La tente est bleue. Modèle familiale agençant dôme et absydes à grand renfort de tendeurs. On doit pouvoir tenir debout en son centre: le confort nomade en quelque sorte, tendance touristique bien
sur. La forêt est dénudée. Nous n'en sommes qu'au début du printemps. La tente prend place entre les arbres, en crête d'un côteau boisé. Les nuits sont encore froide et la tente est isolée bien
qu'en contrebas de l'autoroute. C'est en fait de là que je l'ai apperçu. Vision brève scandée par les troncs élancés. Qui peut bien vivre là? Hermite des temps modernes, pauvre hère où les deux à
la fois. Derrière, en toile de fond, se découvre le château de Versailles et son jardin rigoureux. Jamais je ne l'avais vu depuis la voie rapide.
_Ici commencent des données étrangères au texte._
use std::fs::File;
use std::io::{self, Read, Write};
use std::process;

use encoding_rs::UTF_8;
use encoding_rs_io::DecodeReaderBytesBuilder;
use log::debug;

use crate::environment::{Env, Environment};
use crate::evaluator::eval;
use crate::lexer::Lexer;
use crate::object::Value;
use crate::parser::{Parser, ParserError};

const PROMPT: &str = ">> ";

enum RunOutcome {
    ParseFailed(Vec<ParserError>),
    Evaluated(Value),
}

fn run(source: &str, env: &Env) -> RunOutcome {
    let mut parser = Parser::new(Lexer::new(source));
    let program = parser.parse_program();
    if !parser.errors().is_empty() {
        return RunOutcome::ParseFailed(parser.errors().to_vec());
    }
    debug!("parsed {} top-level statements", program.statements.len());
    RunOutcome::Evaluated(eval(&program, env))
}

/// Run a script to completion. A program that fails to parse exits with 65,
/// one that evaluates to an error value with 70.
pub fn run_file(path: &str) -> io::Result<()> {
    let source = read_source(path)?;
    let env = Environment::new_global();
    match run(&source, &env) {
        RunOutcome::ParseFailed(errors) => {
            eprintln!("parser errors:");
            for error in &errors {
                eprintln!("\t{}", error);
            }
            process::exit(65);
        }
        RunOutcome::Evaluated(Value::Error(message)) => {
            eprintln!("ERROR: {}", message);
            process::exit(70);
        }
        RunOutcome::Evaluated(_) => Ok(()),
    }
}

/// Line-at-a-time prompt. One environment serves the whole session so
/// bindings from earlier lines stay visible.
pub fn run_prompt() -> io::Result<()> {
    let stdin = io::stdin();
    let mut stdout = io::stdout();
    let env = Environment::new_global();

    loop {
        write!(stdout, "{}", PROMPT)?;
        stdout.flush()?;

        let mut line = String::new();
        if stdin.read_line(&mut line)? == 0 {
            // EOF or Ctrl-D
            return Ok(());
        }

        match run(&line, &env) {
            RunOutcome::ParseFailed(errors) => print_parser_errors(&errors),
            RunOutcome::Evaluated(value) => println!("{}", value.inspect()),
        }
    }
}

fn print_parser_errors(errors: &[ParserError]) {
    println!("Woops! We ran into some monkey business here!");
    println!(" parser errors:");
    for error in errors {
        println!("\t{}", error);
    }
}

// BOM-aware decode; malformed sequences are replaced rather than rejected
fn read_source(path: &str) -> io::Result<String> {
    let file = File::open(path)?;
    let mut reader = DecodeReaderBytesBuilder::new()
        .encoding(Some(UTF_8))
        .bom_override(true)
        .build(file);
    let mut source = String::new();
    reader.read_to_string(&mut source)?;
    Ok(source)
}
use clap::Parser;
use monkey::runner;

#[derive(Parser, Debug)]
#[command(author, version, about)]
struct Cli {
    /// Script file to run; starts the REPL when omitted
    script: Option<String>,

    /// Log debug output from the interpreter pipeline
    #[arg(short, long)]
    verbose: bool,
}

fn main() {
    let args = Cli::parse();

    let level = if args.verbose {
        log::Level::Debug
    } else {
        log::Level::Warn
    };
    simple_logger::init_with_level(level).unwrap();

    let result = match &args.script {
        Some(path) => runner::run_file(path),
        None => runner::run_prompt(),
    };

    if let Err(error) = result {
        log::error!("{}", error);
        std::process::exit(74);
    }
}
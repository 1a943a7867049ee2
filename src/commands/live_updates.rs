use crate::error::AppError;
use crate::market::random::SharedRandom;
use crate::market::simulator::start_simulator;
use crate::market::types::{
    SimulatorArgs, SimulatorSession, SimulatorState, SimulatorStatusSnapshot,
    SimulatorStopResult,
};
use crate::state::AppState;
use std::sync::Arc;

pub async fn start_live_updates(
    state: &AppState,
    args: Option<SimulatorArgs>,
) -> Result<SimulatorSession, AppError> {
    let config = match args {
        Some(args) => args.normalize()?,
        None => state.config.simulator,
    };

    let existing_handle = {
        let mut simulator_slot = state.simulator.lock().await;
        simulator_slot.take()
    };
    if let Some(handle) = existing_handle {
        handle.stop().await;
    }

    let rng: SharedRandom = Arc::clone(&state.rng);
    let handle = start_simulator(&state.market_store, config, rng);

    {
        let mut simulator_slot = state.simulator.lock().await;
        *simulator_slot = Some(handle);
    }

    {
        let mut writable = state.simulator_status.write().await;
        *writable = SimulatorStatusSnapshot {
            state: SimulatorState::Running,
            interval_ms: config.interval_ms,
            tick_count: 0,
            reason: None,
        };
    }

    Ok(SimulatorSession::from_config(&config))
}

pub async fn stop_live_updates(state: &AppState) -> Result<SimulatorStopResult, AppError> {
    let existing_handle = {
        let mut simulator_slot = state.simulator.lock().await;
        simulator_slot.take()
    };

    let final_tick_count = match existing_handle {
        Some(handle) => {
            let ticks = handle.tick_count();
            handle.stop().await;
            Some(ticks)
        }
        None => None,
    };

    {
        let mut writable = state.simulator_status.write().await;
        writable.state = SimulatorState::Stopped;
        if let Some(ticks) = final_tick_count {
            writable.tick_count = ticks;
        }
        writable.reason = Some("live updates stopped by command".to_string());
    }

    Ok(SimulatorStopResult {
        stopped: final_tick_count.is_some(),
    })
}

pub async fn live_updates_status(state: &AppState) -> Result<SimulatorStatusSnapshot, AppError> {
    let mut snapshot = state.simulator_status.read().await.clone();

    let simulator_slot = state.simulator.lock().await;
    if let Some(handle) = simulator_slot.as_ref() {
        snapshot.tick_count = handle.tick_count();
        if !handle.is_running() {
            snapshot.state = SimulatorState::Stopped;
            snapshot.reason = Some("live updates ended".to_string());
        }
    }

    Ok(snapshot)
}
use crate::config::AppConfig;
use crate::market::api::MarketApi;
use crate::market::fetch::{HttpTransport, ResilientClient};
use crate::market::preferences::{SqlitePreferences, Watchlist};
use crate::market::random::SharedRandom;
use crate::market::simulator::SimulatorHandle;
use crate::market::store::MarketStore;
use crate::market::types::SimulatorStatusSnapshot;
use sqlx::SqlitePool;
use std::sync::Arc;
use std::time::Instant;
use tokio::sync::{Mutex, RwLock};

pub struct AppState {
    pub started_at: Instant,
    pub config: AppConfig,
    pub db_pool: SqlitePool,
    pub market_api: MarketApi,
    pub market_store: Arc<MarketStore>,
    pub rng: SharedRandom,
    pub watchlist: Watchlist<SqlitePreferences>,
    pub simulator: Mutex<Option<SimulatorHandle>>,
    pub simulator_status: Arc<RwLock<SimulatorStatusSnapshot>>,
}

impl AppState {
    pub fn new(
        config: AppConfig,
        db_pool: SqlitePool,
        transport: Arc<dyn HttpTransport>,
        rng: SharedRandom,
    ) -> Self {
        let client = ResilientClient::new(transport, config.fetch);
        let market_api = MarketApi::new(client, config.api_base_url.clone(), Arc::clone(&rng));
        let simulator_status =
            SimulatorStatusSnapshot::stopped(Some("live updates idle".to_string()));

        Self {
            started_at: Instant::now(),
            watchlist: Watchlist::new(SqlitePreferences::new(db_pool.clone())),
            config,
            db_pool,
            market_api,
            market_store: Arc::new(MarketStore::new()),
            rng,
            simulator: Mutex::new(None),
            simulator_status: Arc::new(RwLock::new(simulator_status)),
        }
    }
}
Pourtant il se déploie avec majesté, bien
frontalement, et les emmarchements monumentaux encadrent l'édifice pour le plus grand plaisir d'un nouveau roi. Monarque régnant sur sa toile de tente. Balustres et taupières d'un côté, piquets et
forêt de l'autre. Bien après, cette vision fugace reste comme un instantané photographique. Un duel ou une confrontation. A moins que ce ne soit une contemplation. En tout cas une méditation.